Nous avons à chaque sophisme indiqué la source dont il dérive, c'est-à-dire l'espèce de besoin qui occasione la demande, la cause qui détermine les uns à l'employer, les autres à le recevoir. Passons maintenant à la recherche des causes générales qui font recourir à ces moyens trompeurs de persuasion, et qui leur donnent de l'ascendant. On peut les ranger sous quatre chefs.

1° Un intérêt séducteur reconnu pour tel par celui qui s'y abandonne.

2o Des préjugés fondés sur un intérêt qui agit à l'insu de celui qu'il gouverne.

3o Des préjugés fondés sur l'autorité.

4° La défense de soi-même ou l'utilité supposée du sophisme.

CHAPITRE PREMIER.

Première cause des sophismes.

INTÉRÊT SÉDUCTEUR RECONNU POUR TEL PAR CELUI QUI S'Y LIVRE.

Un homme public est continuellement soumis à l'influence de deux intérêts distincts, l'intérêt général et l'intérêt privé.

L'intérêt général est constitué par sa participation au bonheur de la communauté entière : l'intérêt privé, par la part qu'il a dans les avantages d'une fraction de la communauté. Cet intérêt privé peut aller en se resserrant jusqu'à n'être que son intérêt personnel.

Or, dans un grand nombre de cas, ces deux intérêts ne sont pas seulement distincts, ils sont entièrement opposés; au point que le même individu ne peut s'attacher à la poursuite de l'un qu'en faisant le sacrifice de l'autre.

Prenez pour exemple l'intérêt pécuniaire. L'homme public qui a entre ses mains la disposition du revenu de l'état, trouverait son intérêt personnel à augmenter, autant que possible, le produit des impôts, et à le tourner à son avantage :

l'intérêt général, au contraire, y compris le sien autant qu'il est uni à celui de la communauté demande que les impôts soient réduits à leur moindre terme, et que leur administrateur n'en puisse pas détourner la plus faible partie à son avantage personnel.

Prenez pour autre exemple le pouvoir. L'homme public, en tant que prince, ministre ou magistrat, trouverait son intérêt privé et personnel, à l'extension de sa puissance, aux dépens de la liberté publique, jusqu'au point où toute résistance à son autorité serait impossible. L'intérêt général, au contraire, y compris celui des gouvernans euxmêmes, en tant qu'il est uni à celui de la communauté, est de limiter le pouvoir le plus qu'il est possible, sans nuire à son efficacité pour faire le bien, c'est-à-dire de réduire à son moindre terme le sacrifice de la liberté individuelle.

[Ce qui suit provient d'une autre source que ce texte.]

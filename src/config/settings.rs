//! Settings structures for feedsift configuration

use crate::results::FilterMode;
use crate::search::SearchOptions;
use anyhow::Result;
use serde::{Deserialize, Serialize};
use std::collections::HashMap;
use std::path::Path;

/// Main settings structure, loaded from `settings.yml`
#[derive(Debug, Clone, Default, Serialize, Deserialize)]
#[serde(default)]
pub struct Settings {
    pub search: SearchSettings,
    pub outgoing: OutgoingSettings,
}

impl Settings {
    /// Load settings from a YAML file
    pub fn from_file<P: AsRef<Path>>(path: P) -> Result<Self> {
        let content = std::fs::read_to_string(path)?;
        Self::from_yaml(&content)
    }

    /// Parse settings from YAML text
    pub fn from_yaml(content: &str) -> Result<Self> {
        let settings: Settings = serde_yaml::from_str(content)?;
        Ok(settings)
    }

    /// Merge with environment variables (FEEDSIFT_* prefix)
    pub fn merge_env(&mut self) {
        self.merge_vars(std::env::vars());
    }

    /// Merge `FEEDSIFT_*` overrides from an arbitrary variable source
    ///
    /// Values that fail to parse are ignored.
    pub fn merge_vars<I, K, V>(&mut self, vars: I)
    where
        I: IntoIterator<Item = (K, V)>,
        K: AsRef<str>,
        V: AsRef<str>,
    {
        for (key, val) in vars {
            let val = val.as_ref();
            match key.as_ref() {
                "FEEDSIFT_ENDPOINT" => self.search.endpoint = val.to_string(),
                "FEEDSIFT_SECURE" => {
                    if let Ok(secure) = val.parse() {
                        self.search.secure = secure;
                    }
                }
                "FEEDSIFT_EXACT" => {
                    if let Ok(exact) = val.parse() {
                        self.search.exact = exact;
                    }
                }
                "FEEDSIFT_MAX_CONCURRENCY" => {
                    if let Ok(n) = val.parse() {
                        self.search.max_concurrency = n;
                    }
                }
                "FEEDSIFT_REQUEST_TIMEOUT" => {
                    if let Ok(seconds) = val.parse() {
                        self.outgoing.request_timeout = Some(seconds);
                    }
                }
                "FEEDSIFT_USER_AGENT" => self.outgoing.user_agent = Some(val.to_string()),
                _ => {}
            }
        }
    }

    /// Construction options derived from the search section
    pub fn search_options(&self) -> SearchOptions {
        SearchOptions {
            secure: self.search.secure,
            exact: self.search.exact,
        }
    }
}

/// Search behavior settings
#[derive(Debug, Clone, Serialize, Deserialize)]
#[serde(default)]
pub struct SearchSettings {
    /// Search endpoint without scheme; the scheme follows `secure`
    pub endpoint: String,
    /// Use https
    pub secure: bool,
    /// Ask the service for exact show-name matches
    pub exact: bool,
    /// Maximum number of requests in flight
    pub max_concurrency: usize,
    /// How filters treat the fetched items
    pub filter_mode: FilterMode,
}

impl Default for SearchSettings {
    fn default() -> Self {
        Self {
            endpoint: crate::DEFAULT_ENDPOINT.to_string(),
            secure: false,
            exact: false,
            max_concurrency: crate::DEFAULT_MAX_CONCURRENCY,
            filter_mode: FilterMode::default(),
        }
    }
}

/// Outgoing request settings
#[derive(Debug, Clone, Serialize, Deserialize)]
#[serde(default)]
pub struct OutgoingSettings {
    /// Request timeout in seconds (none = no timeout)
    pub request_timeout: Option<f64>,
    /// Idle connections kept per host
    pub pool_maxsize: usize,
    /// Verify SSL certificates
    pub verify_ssl: bool,
    /// User agent string (none = feedsift/<version>)
    pub user_agent: Option<String>,
    /// Proxy settings
    pub proxies: ProxySettings,
    /// Extra headers to send
    pub extra_headers: HashMap<String, String>,
}

impl Default for OutgoingSettings {
    fn default() -> Self {
        Self {
            request_timeout: None,
            pool_maxsize: crate::DEFAULT_MAX_CONCURRENCY,
            verify_ssl: true,
            user_agent: None,
            proxies: ProxySettings::default(),
            extra_headers: HashMap::new(),
        }
    }
}

/// Proxy settings
#[derive(Debug, Clone, Default, Serialize, Deserialize)]
#[serde(default)]
pub struct ProxySettings {
    pub http: Option<String>,
    pub https: Option<String>,
    pub all: Option<String>,
}

#[cfg(test)]
mod tests {
    use super::*;

    #[test]
    fn test_default_settings() {
        let settings = Settings::default();
        assert_eq!(settings.search.endpoint, "ezrss.it/search/index.php");
        assert_eq!(settings.search.max_concurrency, 20);
        assert!(!settings.search.secure);
        assert!(!settings.search.exact);
        assert_eq!(settings.search.filter_mode, FilterMode::Prune);
        assert!(settings.outgoing.request_timeout.is_none());
    }

    #[test]
    fn test_partial_yaml_keeps_defaults() {
        let yaml = r#"
search:
  secure: true
  max_concurrency: 4
  filter_mode: preserve
outgoing:
  request_timeout: 2.5
"#;
        let settings = Settings::from_yaml(yaml).unwrap();
        assert!(settings.search.secure);
        assert!(!settings.search.exact);
        assert_eq!(settings.search.max_concurrency, 4);
        assert_eq!(settings.search.filter_mode, FilterMode::Preserve);
        assert_eq!(settings.search.endpoint, "ezrss.it/search/index.php");
        assert_eq!(settings.outgoing.request_timeout, Some(2.5));
        assert!(settings.outgoing.verify_ssl);
    }

    #[test]
    fn test_merge_vars() {
        let mut settings = Settings::default();
        settings.merge_vars([
            ("FEEDSIFT_EXACT", "true"),
            ("FEEDSIFT_MAX_CONCURRENCY", "5"),
            ("FEEDSIFT_SECURE", "not-a-bool"),
            ("FEEDSIFT_ENDPOINT", "localhost:8080/search"),
            ("UNRELATED", "x"),
        ]);

        assert!(settings.search.exact);
        assert!(!settings.search.secure);
        assert_eq!(settings.search.max_concurrency, 5);
        assert_eq!(settings.search.endpoint, "localhost:8080/search");
    }

    #[test]
    fn test_search_options() {
        let mut settings = Settings::default();
        settings.search.exact = true;
        let options = settings.search_options();
        assert!(options.exact);
        assert!(!options.secure);
    }
}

A considérer, non un certain moment de la vie d'un individu, mais sa totalité, on peut affirmer qu'il n'est point d'homme qui, autant que la chose dépend de lui, ne sacrifie la part qu'il a dans l'intérêt général à son intérêt privé ou personnel. Tout ce que peut l'homme vertueux, l'homme attaché sincèrement au bien public, c'est de s'arranger de manière que son intérêt personnel soit d'accord avec l'intérêt général, ou du moins aussi peu contraire que possible.